A single domain can send emails from multiple services (e.g., Google, Mailchimp, Zendesk). Each service needs its own DKIM key. The Selector is a unique name (like google or s1) that tells the receiving server exactly which public key to look for in your DNS.
Without knowing your specific Selector, it is impossible to lookup or validate a DKIM record. It is not located at the root of your domain.

Generating Your DKIM Keys

You cannot invent a DKIM record. It must be generated by the platform that actively sends your emails.

1
Access your Email Provider
Log in to the admin console of the service you use to send emails. Here are common paths:
  • Google Workspace: Admin Console > Apps > Google Workspace > Gmail > Authenticate email (DKIM). Click "Generate New Record".
  • Office 365: Microsoft 365 Defender > Email & Collaboration > Policies & Rules > Threat Policies > DKIM.
  • cPanel: Email > Email Deliverability > Click "Manage" next to your domain.
2
Copy the Values Provided
When you generate the key, your provider will give you two pieces of information:
1. The Hostname / Selector (usually ending in ._domainkey)
2. The TXT Value (a very long string starting with v=DKIM1; k=rsa; p=...)

Publishing to your DNS

The final step is to place the generated Public Key into your domain's DNS zone file.

1
Create a TXT or CNAME Record
Log in to your DNS manager (e.g., Cloudflare, GoDaddy, Namecheap). Create a new record based on what your provider gave you. (Most use TXT, but some like Office 365 use CNAMEs).
2
Format the Hostname Correctly
If your provider gave you a selector called google, the Name/Host field must be exactly:
Name/Host: google._domainkey
Some DNS managers automatically append your domain to the hostname. Do not type google._domainkey.yourdomain.com into the name field unless your specific host requires it.
3
Paste the Long String
Paste the entire cryptographic string into the Value/Content field and save the record. Ensure no spaces are accidentally added.
Value: v=DKIM1; k=rsa; p=MIIBIjANBgkqhkiG9w0BAQEFAAOCAQ8AMIIBCgKCAQE...

Live DKIM Validator

Test the configuration you just published. Enter your Selector and Domain below to perform a live cryptographic validation.

._domainkey.

Raw DKIM Public Key Record:

Diagnostic Log:

    Expert Recommendation

    Comprehensive Guides

    Learn exactly how to configure DKIM through our detailed guides that demystify cryptographic signatures, public keys, and DNS record formatting.

    Public Key Validation

    Master how to configure DKIM by verifying that your public cryptographic key is accurately published in your DNS without syntax or copy-paste truncation errors.

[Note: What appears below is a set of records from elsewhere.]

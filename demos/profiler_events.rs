use cdp_socket::error::CdpResult;
use cdp_socket::protocol::NoParams;
use cdp_socket::{CdpSocket, SocketConfig};
use serde::Deserialize;
use serde_json::json;
use std::time::Duration;
use tracing::{info, warn};
use tracing_subscriber::{fmt, EnvFilter};

#[derive(Debug, Deserialize)]
#[serde(rename_all = "camelCase")]
struct ConsoleProfileFinished {
    id: String,
    title: Option<String>,
}

#[derive(Debug, Deserialize)]
#[serde(rename_all = "camelCase")]
struct HeapStatsUpdate {
    stats_update: Vec<i64>,
}

#[tokio::main]
async fn main() -> CdpResult<()> {
    fmt()
        .pretty()
        .with_env_filter(EnvFilter::from_default_env())
        .init();

    let socket = CdpSocket::connect("127.0.0.1:9222", SocketConfig::default()).await?;

    socket.on_event(
        "Profiler.consoleProfileFinished",
        |event: ConsoleProfileFinished| {
            info!("⏱️ Profile {} finished ({:?})", event.id, event.title);
        },
    );
    socket.on_event("HeapProfiler.heapStatsUpdate", |event: HeapStatsUpdate| {
        info!("🧠 Heap stats: {} values", event.stats_update.len());
    });

    socket.send_command("Profiler.enable", NoParams {}).await?;
    socket
        .send_command("Profiler.setSamplingInterval", json!({"interval": 100}))
        .await?;
    socket.send_command("Profiler.start", NoParams {}).await?;
    socket.send_command("HeapProfiler.enable", NoParams {}).await?;
    socket
        .send_command("HeapProfiler.startTrackingHeapObjects", json!({"trackAllocations": false}))
        .await?;

    socket
        .send_command(
            "Runtime.evaluate",
            json!({"expression": "console.profile('demo'); for (let i = 0; i < 1e6; i++) {} console.profileEnd('demo');"}),
        )
        .await?;

    tokio::time::sleep(Duration::from_secs(2)).await;

    let profile = socket.send_command("Profiler.stop", NoParams {}).await?;
    info!("📈 Profile payload: {} bytes", profile.get().len());

    if let Err(e) = socket
        .send_command("HeapProfiler.stopTrackingHeapObjects", NoParams {})
        .await
    {
        warn!("Stopping heap tracking failed: {}", e);
    }

    socket.close().await;
    Ok(())
}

    Selector Identification

    Understanding selectors is the hardest part of learning how to configure DKIM. Our tool helps you instantly query specific ._domainkey prefixes deployed by your host.

    Live DNS Resolution

    Skip the propagation waiting game. When learning how to configure DKIM, use our direct DNS engine to bypass ISP caches and fetch your exact live configuration.

    Key Revocation Checks

    Part of knowing how to configure DKIM securely is knowing how to revoke old keys. Our analyzer instantly detects empty p= tags, ensuring retired keys are invalidated.

    Inbox Deliverability

    Failing to understand how to configure DKIM results in emails landing in spam. Use our tool to align your domain keys and secure strict DMARC compliance.